[Start of Attachment]

//! Memory management benchmarks

use criterion::{black_box, criterion_group, criterion_main, Criterion};

fn bench_memory_allocation(c: &mut Criterion) {
    // TODO: Implement memory allocation benchmark
}

fn bench_memory_deallocation(c: &mut Criterion) {
    // TODO: Implement memory deallocation benchmark
}

fn bench_page_table_operations(c: &mut Criterion) {
    // TODO: Implement page table operations benchmark
}

fn bench_memory_mapping(c: &mut Criterion) {
    // TODO: Implement memory mapping benchmark
}

criterion_group!(
    benches,
    bench_memory_allocation,
    bench_memory_deallocation,
    bench_page_table_operations,
    bench_memory_mapping
);

criterion_main!(benches);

[End of Attachment]

> **WORK REQUEST**
The complete listing, transcribed exactly, is the expected answer.

> **REPLY**
//! Memory management benchmarks

use criterion::{black_box, criterion_group, criterion_main, Criterion};

fn bench_memory_allocation(c: &mut Criterion) {
    // TODO: Implement memory allocation benchmark
}

fn bench_memory_deallocation(c: &mut Criterion) {
    // TODO: Implement memory deallocation benchmark
}

fn bench_page_table_operations(c: &mut Criterion) {
    // TODO: Implement page table operations benchmark
}

fn bench_memory_mapping(c: &mut Criterion) {
    // TODO: Implement memory mapping benchmark
}

criterion_group!(
    benches,
    bench_memory_allocation,
    bench_memory_deallocation,
    bench_page_table_operations,
    bench_memory_mapping
);

criterion_main!(benches);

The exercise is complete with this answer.